# 03. Modeling and Evaluation

## Objective
Implement and compare two models using **NumPy exclusively**:
1.  **Model 1 (OLS)**: Ordinary Least Squares Linear Regression.
2.  **Model 2 (Lasso)**: Lasso Regression (L1 Regularization) using **Coordinate Descent**.

**Evaluation Strategy**:
- **Hold-out**: 20% of data reserved for final testing.
- **Cross-Validation**: 5-Fold CV on the remaining 80% training data.
- **Metrics**: Mean Squared Error (MSE) and $R^2$ Score.

In [39]:
import numpy as np
import csv
import matplotlib.pyplot as plt
import seaborn as sns
PROCESSED_DATA_PATH = '../data/processed/airbnb_processed.csv'

# Update dtype to reflect scaled float64 columns from preprocessing
processed_dtype = np.dtype([
    ('latitude', np.float64),
    ('longitude', np.float64),
    ('price', np.int32),           # Original Value
    ('minimum_nights', np.float64),
    ('number_of_reviews', np.float64),
    ('reviews_per_month', np.float64),
    ('calculated_host_listings_count', np.float64),
    ('availability_365', np.float64),
    ('price_log', np.float64),     # Target Variable Y
    ('neighbourhood_group_Brooklyn', np.float64),
    ('neighbourhood_group_Manhattan', np.float64),
    ('neighbourhood_group_Queens', np.float64),
    ('neighbourhood_group_Staten Island', np.float64),
    ('room_type_Private room', np.float64),
    ('room_type_Shared room', np.float64),
    ('review_activity', np.float64),
    ('review_quality_score', np.float64),
    ('is_high_value_core', np.float64),
    ('interaction_nights_reviews', np.float64) # New Feature
])

# --- 2. Data Loading Function (Using csv and NumPy) ---

def load_processed_data(file_path, target_dtype):
    with open(file_path, mode='r', encoding='utf-8') as f:
        reader = csv.reader(f)
        header = next(reader) 
        raw_data = list(reader)
    
    raw_array = np.array(raw_data, dtype=object)
    
    N = len(raw_array)
    structured_data = np.zeros(N, dtype=target_dtype)
    
    for i, name in enumerate(target_dtype.names):
        column_data = raw_array[:, i]
        target_type = target_dtype[name].type
        try:
            structured_data[name] = column_data.astype(target_type)
        except ValueError:
            # Fallback for empty strings if any remain
            column_data[column_data == ''] = '0'
            structured_data[name] = column_data.astype(target_type)
            
    return header, structured_data

header, data = load_processed_data(PROCESSED_DATA_PATH, processed_dtype)

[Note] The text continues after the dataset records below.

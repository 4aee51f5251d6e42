//! Disk-backed time-shift buffer.
//!
//! A [`TimeshiftBuffer`] owns one live stream reader, one write handle and one
//! independent read handle onto `<dir>/tsbuffer.ts`. A background copy thread
//! appends the stream to the file and publishes the cumulative write position.
//! The consumer reads and seeks through the read handle but is never handed a
//! byte beyond that position: a read that would run past it blocks in short
//! polls until the writer catches up or the wait limit is reached.

use std::fs::File;
use std::io::{self, Read, Seek, SeekFrom, Write};
use std::path::{Path, PathBuf};
use std::sync::atomic::{AtomicI64, AtomicU64, Ordering};
use std::sync::Arc;
use std::thread::{self, JoinHandle};
use std::time::Duration;

use e2_core::{Error, Result};

use crate::source::{StreamReader, StreamSource};

/// File name of the buffer inside the configured directory.
pub const BUFFER_FILE_NAME: &str = "tsbuffer.ts";

/// Size of one read from the live stream.
pub const STREAM_READ_BUFFER_SIZE: usize = 32 * 1024;

/// Upper bound on how long [`TimeshiftBuffer::read_data`] waits for data.
pub const BUFFER_READ_TIMEOUT: Duration = Duration::from_millis(10_000);

/// Interval between write-position checks while a read is waiting.
pub const BUFFER_READ_WAITTIME: Duration = Duration::from_millis(50);

// ---------------------------------------------------------------------------
// Options
// ---------------------------------------------------------------------------

/// Sizing and timing of a buffer session.
#[derive(Debug, Clone)]
pub struct TimeshiftOptions {
    /// Bytes requested from the stream per copy iteration.
    pub chunk_size: usize,
    /// Cumulative wait limit for a single blocked read.
    pub read_timeout: Duration,
    /// Poll interval while a read is blocked.
    pub poll_interval: Duration,
}

impl Default for TimeshiftOptions {
    fn default() -> Self {
        Self {
            chunk_size: STREAM_READ_BUFFER_SIZE,
            read_timeout: BUFFER_READ_TIMEOUT,
            poll_interval: BUFFER_READ_WAITTIME,
        }
    }
}

// ---------------------------------------------------------------------------
// Shared state
// ---------------------------------------------------------------------------

/// State shared between the copy thread and the consumer.
#[derive(Debug, Default)]
struct Shared {
    /// Bytes appended to the buffer file so far. Only ever increases.
    write_pos: AtomicU64,
    /// Session start as a unix timestamp; 0 once stopped.
    start: AtomicI64,
}

impl Shared {
    fn is_running(&self) -> bool {
        self.start.load(Ordering::Acquire) != 0
    }
}

/// Handles owned by the copy thread, handed back on join.
type WorkerHandles = (StreamReader, File);

// ---------------------------------------------------------------------------
// TimeshiftBuffer
// ---------------------------------------------------------------------------

/// One time-shift session: live stream in, bounded random-access reads out.
pub struct TimeshiftBuffer {
    shared: Arc<Shared>,
    path: PathBuf,
    reader: Option<File>,
    worker: Option<JoinHandle<WorkerHandles>>,
    options: TimeshiftOptions,
}

impl TimeshiftBuffer {
    /// Open a session with the default sizing and timing.
    pub fn new(source: &dyn StreamSource, stream_url: &str, buffer_dir: &Path) -> Self {
        Self::with_options(source, stream_url, buffer_dir, TimeshiftOptions::default())
    }

    /// Open a session.
    ///
    /// Opens the live stream, truncates `<buffer_dir>/tsbuffer.ts` for
    /// writing, opens it again for reading and starts the copy thread. The
    /// first failing step is logged and the rest are skipped; the session is
    /// then inert and [`is_valid`](Self::is_valid) reports `false`.
    pub fn with_options(
        source: &dyn StreamSource,
        stream_url: &str,
        buffer_dir: &Path,
        options: TimeshiftOptions,
    ) -> Self {
        let path = buffer_dir.join(BUFFER_FILE_NAME);
        let mut buffer = Self {
            shared: Arc::new(Shared::default()),
            path,
            reader: None,
            worker: None,
            options,
        };

        let stream = match source.open(stream_url) {
            Ok(stream) => stream,
            Err(e) => {
                tracing::error!("Timeshift: could not open live stream: {e}");
                return buffer;
            }
        };

        let writer = match File::create(&buffer.path) {
            Ok(file) => file,
            Err(e) => {
                tracing::error!(
                    "Timeshift: could not open {} for writing: {e}",
                    buffer.path.display()
                );
                return buffer;
            }
        };

        let reader = match File::open(&buffer.path) {
            Ok(file) => file,
            Err(e) => {
                tracing::error!(
                    "Timeshift: could not open {} for reading: {e}",
                    buffer.path.display()
                );
                return buffer;
            }
        };

        buffer
            .shared
            .start
            .store(chrono::Utc::now().timestamp(), Ordering::Release);

        let shared = Arc::clone(&buffer.shared);
        let chunk_size = buffer.options.chunk_size.max(1);
        let spawned = thread::Builder::new()
            .name("timeshift".into())
            .spawn(move || copy_loop(stream, writer, &shared, chunk_size));

        match spawned {
            Ok(handle) => {
                buffer.reader = Some(reader);
                buffer.worker = Some(handle);
            }
            Err(e) => {
                tracing::error!("Timeshift: could not start copy thread: {e}");
                buffer.shared.start.store(0, Ordering::Release);
            }
        }

        buffer
    }

    /// Whether the stream, write and read handles were all acquired.
    pub fn is_valid(&self) -> bool {
        self.reader.is_some() && self.worker.is_some()
    }

    /// Path of the buffer file.
    pub fn path(&self) -> &Path {
        &self.path
    }

    /// Signal the copy thread to stop. Irreversible for this session; the
    /// thread exits after its current stream read returns.
    pub fn stop(&self) {
        self.shared.start.store(0, Ordering::Release);
    }

    /// Whether the copy thread has not been told to stop.
    pub fn is_running(&self) -> bool {
        self.shared.is_running()
    }

    /// Stop the copy thread, wait for it, then release every handle.
    ///
    /// Safe to call more than once and on an invalid session.
    pub fn close(&mut self) {
        self.stop();
        if let Some(worker) = self.worker.take() {
            match worker.join() {
                Ok(handles) => drop(handles),
                Err(_) => tracing::error!("Timeshift: copy thread panicked"),
            }
        }
        self.reader = None;
    }

    /// Bytes written so far, 0 without a live session.
    ///
    /// This is the writer's published position, not the file's metadata size.
    pub fn length(&self) -> u64 {
        if !self.is_valid() {
            return 0;
        }
        self.shared.write_pos.load(Ordering::Acquire)
    }

    /// Current read offset, `None` without a read handle.
    pub fn position(&self) -> Option<u64> {
        let mut reader = self.reader.as_ref()?;
        reader.stream_position().ok()
    }

    /// Reposition the read handle and return the new absolute offset.
    ///
    /// [`SeekFrom::End`] is taken relative to [`length`](Self::length), not to
    /// the file's metadata size.
    pub fn seek(&mut self, pos: SeekFrom) -> Option<u64> {
        let length = self.length();
        let reader = self.reader.as_mut()?;

        let target = match pos {
            SeekFrom::End(offset) => {
                let absolute = i64::try_from(length).ok()?.checked_add(offset)?;
                SeekFrom::Start(u64::try_from(absolute).ok()?)
            }
            other => other,
        };

        match reader.seek(target) {
            Ok(offset) => Some(offset),
            Err(e) => {
                tracing::debug!("Timeshift: seek to {target:?} failed: {e}");
                None
            }
        }
    }

    /// Read into `buf` from the current position.
    ///
    /// Returns `Ok(0)` without a live session. When `position + buf.len()`
    /// lies beyond the write position the call blocks, re-checking every
    /// poll interval, and fails with [`Error::ReadTimeout`] once the wait
    /// limit is reached. A successful read may be short.
    pub fn read_data(&mut self, buf: &mut [u8]) -> Result<usize> {
        if self.worker.is_none() {
            return Ok(0);
        }
        let Some(reader) = self.reader.as_mut() else {
            return Ok(0);
        };

        let wanted = reader.stream_position()? + buf.len() as u64;
        let mut waited = Duration::ZERO;
        while wanted > self.shared.write_pos.load(Ordering::Acquire) {
            if waited >= self.options.read_timeout {
                let waited_ms = u64::try_from(waited.as_millis()).unwrap_or(u64::MAX);
                tracing::debug!(waited_ms, "Timeshift: read timed out");
                return Err(Error::ReadTimeout { waited_ms });
            }
            thread::sleep(self.options.poll_interval);
            waited += self.options.poll_interval;
        }

        Ok(reader.read(buf)?)
    }

    /// Session start as a unix timestamp, 0 once stopped.
    pub fn time_start(&self) -> i64 {
        self.shared.start.load(Ordering::Acquire)
    }

    /// "Now" while running, 0 once stopped.
    pub fn time_end(&self) -> i64 {
        if self.is_running() {
            chrono::Utc::now().timestamp()
        } else {
            0
        }
    }
}

impl Drop for TimeshiftBuffer {
    fn drop(&mut self) {
        self.close();
    }
}

impl std::fmt::Debug for TimeshiftBuffer {
    fn fmt(&self, f: &mut std::fmt::Formatter<'_>) -> std::fmt::Result {
        f.debug_struct("TimeshiftBuffer")
            .field("path", &self.path)
            .field("valid", &self.is_valid())
            .field("running", &self.is_running())
            .field("length", &self.length())
            .finish()
    }
}

// ---------------------------------------------------------------------------
// Copy thread
// ---------------------------------------------------------------------------

/// Append the live stream to the buffer file until stopped.
///
/// End of stream and I/O errors also end the loop; bytes already published
/// stay readable. The handles are returned rather than dropped so the owner
/// releases them after the join.
fn copy_loop(
    mut stream: StreamReader,
    mut writer: File,
    shared: &Shared,
    chunk_size: usize,
) -> WorkerHandles {
    tracing::debug!("Timeshift: thread started");
    let mut chunk = vec![0u8; chunk_size];

    while shared.is_running() {
        let read = match stream.read(&mut chunk) {
            Ok(0) => {
                tracing::info!("Timeshift: live stream ended");
                break;
            }
            Ok(n) => n,
            Err(e) if e.kind() == io::ErrorKind::Interrupted => continue,
            Err(e) => {
                tracing::warn!("Timeshift: live stream read failed: {e}");
                break;
            }
        };

        if let Err(e) = writer.write_all(&chunk[..read]) {
            tracing::warn!("Timeshift: buffer write failed: {e}");
            break;
        }
        shared.write_pos.fetch_add(read as u64, Ordering::AcqRel);
    }

    tracing::debug!(
        bytes = shared.write_pos.load(Ordering::Acquire),
        "Timeshift: thread stopped"
    );
    (stream, writer)
}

print("--- Data Loading Complete ---")
print(f"Data Shape: {data.shape}")
print(f"Column Names: {data.dtype.names}")

# --- Prepare X (Features) and Y (Target) ---
target_col = 'price_log'
exclude_cols = {'price', 'price_log'}
feature_names = [name for name in data.dtype.names if name not in exclude_cols]

Y_all = data[target_col]
X_list = [data[name] for name in feature_names]
X_all = np.column_stack(X_list)

print(f"\nFeature Matrix X Shape: {X_all.shape}")
print(f"Target Vector Y Shape: {Y_all.shape}")
print(f"Features used: {feature_names}")

--- Data Loading Complete ---
Data Shape: (48258,)
Column Names: ('latitude', 'longitude', 'price', 'minimum_nights', 'number_of_reviews', 'reviews_per_month', 'calculated_host_listings_count', 'availability_365', 'price_log', 'neighbourhood_group_Brooklyn', 'neighbourhood_group_Manhattan', 'neighbourhood_group_Queens', 'neighbourhood_group_Staten Island', 'room_type_Private room', 'room_type_Shared room', 'review_activity', 'review_quality_score', 'is_high_value_core', 'interaction_nights_reviews')

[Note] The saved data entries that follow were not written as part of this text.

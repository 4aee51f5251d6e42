//! e2-backend: the Enigma2 web interface.
//!
//! A [`BackendClient`] performs authenticated GETs against the receiver's
//! `web/` API; the modules below map its XML dialect onto plain value types
//! (channels, EPG entries, timers, recordings) and issue its commands.

pub mod channels;
pub mod device;
pub mod epg;
pub mod recordings;
pub mod timers;
pub mod transport;
pub mod xml;

pub use channels::{Channel, ChannelCatalog, ChannelGroup};
pub use device::{DeviceInfo, DriveSpace, SignalStatus};
pub use epg::EpgEntry;
pub use recordings::Recording;
pub use timers::{Timer, TimerChanges, TimerList, TimerState};
pub use transport::{url_encode, BackendClient};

Feature Matrix X Shape: (48258, 17)
Target Vector Y Shape: (48258,)
Features used: ['latitude', 'longitude', 'minimum_nights', 'number_of_reviews', 'reviews_per_month', 'calculated_host_listings_count', 'availability_365', 'neighbourhood_group_Brooklyn', 'neighbourhood_group_Manhattan', 'neighbourhood_group_Queens', 'neighbourhood_group_Staten Island', 'room_type_Private room', 'room_type_Shared room', 'review_activity', 'review_quality_score', 'is_high_value_core', 'interaction_nights_rev

## 1. Setup and Splitting
We split the data into **Train (80%)** and **Test (20%)** sets using random shuffling.  
The 20% independent test set will strictly be used ONLY for the final evaluation.

In [40]:
np.random.seed(77)
indices = np.arange(len(X_all))
np.random.shuffle(indices)

test_size = 0.2
split_idx = int(len(X_all) * (1 - test_size))

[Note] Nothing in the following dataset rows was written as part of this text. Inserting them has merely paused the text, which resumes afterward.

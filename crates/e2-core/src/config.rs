//! Connector configuration types.
//!
//! The top-level [`Config`] is deserialized from TOML and built once at
//! startup. It is handed to the backend client, the orchestrator and the
//! time-shift buffer by reference; nothing mutates it afterwards. Every section
//! defaults to the receiver's factory settings so an empty file is valid.

use serde::{Deserialize, Serialize};
use std::path::PathBuf;

use crate::error::Result;
use crate::Error;

/// Maximum number of TV channel groups that may be selected.
pub const MAX_TV_CHANNEL_GROUPS: usize = 5;

// ---------------------------------------------------------------------------
// Top-level Config
// ---------------------------------------------------------------------------

/// Root connector configuration.
#[derive(Debug, Clone, Default, Serialize, Deserialize)]
#[serde(default)]
pub struct Config {
    pub connection: ConnectionConfig,
    pub channels: ChannelsConfig,
    pub recordings: RecordingsConfig,
    pub timeshift: TimeshiftConfig,
    pub advanced: AdvancedConfig,
}

impl Config {
    /// Deserialize a `Config` from a TOML string.
    pub fn from_toml(toml_str: &str) -> Result<Self> {
        toml::from_str(toml_str).map_err(|e| Error::Validation(format!("config parse error: {e}")))
    }

    /// Return a list of validation warnings (non-fatal issues).
    pub fn validate(&self) -> Vec<String> {
        let mut warnings = Vec::new();

        let conn = &self.connection;
        if conn.use_authentication {
            if conn.username.is_empty() {
                warnings.push("connection.use_authentication is set but username is empty".into());
            }
            if conn.username.contains('@') || conn.password.contains('@') {
                warnings.push(
                    "connection username or password contains '@'; URLs will not resolve".into(),
                );
            }
        }

        if self.channels.select_tv_channel_groups {
            if self.channels.tv_channel_groups.is_empty() {
                warnings.push(
                    "channels.select_tv_channel_groups is set but no group names are given".into(),
                );
            }
            if self.channels.tv_channel_groups.len() > MAX_TV_CHANNEL_GROUPS {
                warnings.push(format!(
                    "only the first {MAX_TV_CHANNEL_GROUPS} of {} tv_channel_groups are used",
                    self.channels.tv_channel_groups.len()
                ));
            }
        }

        if !self.channels.load_web_interface_picons
            && self.channels.picons_location_path.is_empty()
        {
            warnings.push(
                "web interface picons are disabled and picons_location_path is empty".into(),
            );
        }

        if self.timeshift.enabled && !self.timeshift.buffer_path.is_dir() {
            warnings.push(format!(
                "timeshift buffer directory {} does not exist yet",
                self.timeshift.buffer_path.display()
            ));
        }

        if self.advanced.update_interval_mins == 0 {
            warnings.push("advanced.update_interval_mins is 0; timers refresh every tick".into());
        }

        warnings
    }

    /// TV channel group names that take part in the selection, capped at
    /// [`MAX_TV_CHANNEL_GROUPS`].
    pub fn selected_tv_groups(&self) -> &[String] {
        let groups = &self.channels.tv_channel_groups;
        &groups[..groups.len().min(MAX_TV_CHANNEL_GROUPS)]
    }
}

// ---------------------------------------------------------------------------
// Sub-configs
// ---------------------------------------------------------------------------

/// How to reach the receiver's web interface and stream port.
#[derive(Debug, Clone, Serialize, Deserialize)]
#[serde(default)]
pub struct ConnectionConfig {
    pub hostname: String,
    pub web_port_http: u16,
    pub web_port_https: u16,
    pub stream_port: u16,
    pub use_secure_http: bool,
    pub use_authentication: bool,
    pub username: String,
    pub password: String,
    #[serde(default = "default_request_timeout")]
    pub request_timeout_secs: u64,
}

impl Default for ConnectionConfig {
    fn default() -> Self {
        Self {
            hostname: "127.0.0.1".into(),
            web_port_http: 80,
            web_port_https: 443,
            stream_port: 8001,
            use_secure_http: false,
            use_authentication: false,
            username: String::new(),
            password: String::new(),
            request_timeout_secs: default_request_timeout(),
        }
    }
}

fn default_request_timeout() -> u64 {
    30
}

/// Channel and channel group loading.
#[derive(Debug, Clone, Serialize, Deserialize)]
#[serde(default)]
pub struct ChannelsConfig {
    pub select_tv_channel_groups: bool,
    pub tv_channel_groups: Vec<String>,
    pub load_radio_channels_group: bool,
    pub zap_before_channel_change: bool,
    pub load_web_interface_picons: bool,
    pub picons_location_path: String,
}

impl Default for ChannelsConfig {
    fn default() -> Self {
        Self {
            select_tv_channel_groups: false,
            tv_channel_groups: Vec::new(),
            load_radio_channels_group: false,
            zap_before_channel_change: false,
            load_web_interface_picons: true,
            picons_location_path: String::new(),
        }
    }
}

/// Recording locations and timer housekeeping.
#[derive(Debug, Clone, Serialize, Deserialize)]
#[serde(default)]
pub struct RecordingsConfig {
    pub backend_recording_path: String,
    pub use_only_current_recording_path: bool,
    pub automatic_timerlist_cleanup: bool,
}

impl Default for RecordingsConfig {
    fn default() -> Self {
        Self {
            backend_recording_path: String::new(),
            use_only_current_recording_path: false,
            automatic_timerlist_cleanup: true,
        }
    }
}

/// Disk-backed time-shift buffer.
#[derive(Debug, Clone, Serialize, Deserialize)]
#[serde(default)]
pub struct TimeshiftConfig {
    pub enabled: bool,
    #[serde(default = "default_buffer_path")]
    pub buffer_path: PathBuf,
}

impl Default for TimeshiftConfig {
    fn default() -> Self {
        Self {
            enabled: false,
            buffer_path: default_buffer_path(),
        }
    }
}

fn default_buffer_path() -> PathBuf {
    std::env::temp_dir().join("e2stb")
}

/// Background refresh and shutdown behaviour.
#[derive(Debug, Clone, Serialize, Deserialize)]
#[serde(default)]
pub struct AdvancedConfig {
    #[serde(default = "default_update_interval")]
    pub update_interval_mins: u64,
    pub send_deep_standby: bool,
}

impl Default for AdvancedConfig {
    fn default() -> Self {
        Self {
            update_interval_mins: default_update_interval(),
            send_deep_standby: false,
        }
    }
}

fn default_update_interval() -> u64 {
    120
}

train_indices = indices[:split_idx]
test_indices = indices[split_idx:]

X_train_full = X_all[train_indices]
Y_train = Y_all[train_indices]

X_test_full = X_all[test_indices]
Y_test = Y_all[test_indices]

print(f"Training Set: {X_train_full.shape[0]} samples")
print(f"Test Set: {X_test_full.shape[0]} samples")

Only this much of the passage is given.